__AIM OF THE TASK__. In the listing below, find the line holding "releaser.phase() != Phase::Done" and the line holding "reported per request". Write out those two lines and all lines between, exactly, and nothing more.
####
//! Reports failing release requests as an issue on the GitOps repository

use crate::crds::{Condition, Phase, Releaser};
use crate::tasks::credentials::{load_credentials, Credentials};
use crate::tasks::providers::ProviderFactory;
use crate::tasks::types::{Context, Error, Result};
use dashmap::DashMap;
use handlebars::Handlebars;
use kube::runtime::controller::Action;
use kube::ResourceExt;
use scm::IssueOutcome;
use serde::Serialize;
use sha2::{Digest, Sha256};
use std::sync::Arc;
use tracing::{debug, error, info, instrument, warn};

const ISSUE_TEMPLATE: &str = "Errors found with releaser: {{name}}

|Type|Status|Message|
|---|---|---|
{{#each conditions}}|{{this.condition_type}}|{{this.status}}|{{this.message}}|
{{/each}}";

#[derive(Serialize)]
struct IssueData<'a> {
    name: &'a str,
    conditions: Vec<IssueRow>,
}

#[derive(Serialize)]
struct IssueRow {
    condition_type: String,
    status: String,
    message: String,
}

impl From<&Condition> for IssueRow {
    fn from(condition: &Condition) -> Self {
        IssueRow {
            condition_type: condition.condition_type.as_str().to_string(),
            status: condition.status.as_str().to_string(),
            message: table_cell(&condition.message),
        }
    }
}

/// Markdown table cell: trimmed, single line, pipes escaped.
fn table_cell(text: &str) -> String {
    text.trim()
        .replace(['\r', '\n'], " ")
        .replace('|', "\\|")
}

/// Whether `releaser` has failures worth an issue.
pub fn should_report(releaser: &Releaser) -> bool {
    releaser.git_ops_enabled().is_some()
        && releaser.phase() != Phase::Done
        && !releaser.failed_conditions().is_empty()
}

pub struct StatusReporter {
    providers: Arc<dyn ProviderFactory>,
    templates: Handlebars<'static>,
    /// Digest of the last body reported per request
    reported: DashMap<String, String>,
}

impl StatusReporter {
    pub fn new(providers: Arc<dyn ProviderFactory>) -> Result<Self> {
        let mut templates = Handlebars::new();
        templates.register_escape_fn(handlebars::no_escape);
        templates
            .register_template_string("issue", ISSUE_TEMPLATE)
            .map_err(|e| Error::TemplateError(e.to_string()))?;

        Ok(Self {
            providers,
            templates,
            reported: DashMap::new(),
        })
    }

    /// Issue body listing the failed conditions of `releaser`.
    pub fn render(&self, releaser: &Releaser) -> Result<String> {
        let name = releaser.name_any();
        let data = IssueData {
            name: &name,
            conditions: releaser
                .failed_conditions()
                .into_iter()
                .map(IssueRow::from)
                .collect(),
        };
        self.templates
            .render("issue", &data)
            .map_err(|e| Error::TemplateError(e.to_string()))
    }

    /// Open or comment on the request's issue. Returns `None` when nothing
    /// was sent: no failures, an unchanged report, or no provider client.
    pub async fn report(
        &self,
        releaser: &Releaser,
        credentials: &Credentials,
    ) -> Result<Option<IssueOutcome>> {
        let Some(git_ops) = releaser.git_ops_enabled() else {
            return Ok(None);
        };
        if !should_report(releaser) {
            return Ok(None);
        }

        let name = releaser.name_any();
        let key = format!("{}/{name}", releaser.namespace().unwrap_or_default());
        let body = self.render(releaser)?;
        let digest = hex::encode(Sha256::digest(body.as_bytes()));

        if self
            .reported
            .get(&key)
            .is_some_and(|last| *last == digest)
        {
            debug!(releaser = %name, "Failure report unchanged, not posting again");
            return Ok(None);
        }

        let Some(client) = self
            .providers
            .client(&git_ops.repository, credentials.token())?
        else {
            warn!(
                releaser = %name,
                provider = %git_ops.repository.effective_provider(),
                "GitOps provider has no issue API client"
            );
            return Ok(None);
        };

        let outcome = client.create_issue(&name, &body).await?;
        self.reported.insert(key, digest);
        info!(releaser = %name, issue = outcome.number(), "Reported release failures");
        Ok(Some(outcome))
    }
}

#[instrument(skip(ctx), fields(releaser = %releaser.name_any(), namespace = %ctx.namespace))]
pub async fn reconcile_status(releaser: Arc<Releaser>, ctx: Arc<Context>) -> Result<Action> {
    if !should_report(&releaser) {
        return Ok(Action::await_change());
    }

    let namespace = releaser
        .namespace()
        .unwrap_or_else(|| ctx.namespace.clone());
    let credentials = load_credentials(&ctx.client, releaser.git_ops_secret(), &namespace).await?;
    ctx.reporter.report(&releaser, &credentials).await?;

    Ok(Action::await_change())
}

pub fn error_policy_status(releaser: Arc<Releaser>, err: &Error, ctx: Arc<Context>) -> Action {
    error!(
        error = ?err,
        releaser = %releaser.name_any(),
        "Failure report could not be posted"
    );
    Action::requeue(ctx.config.retry_delay())
}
####
__SOLUTION FOR THIS TASK__.
        && releaser.phase() != Phase::Done
        && !releaser.failed_conditions().is_empty()
}

pub struct StatusReporter {
    providers: Arc<dyn ProviderFactory>,
    templates: Handlebars<'static>,
    /// Digest of the last body reported per request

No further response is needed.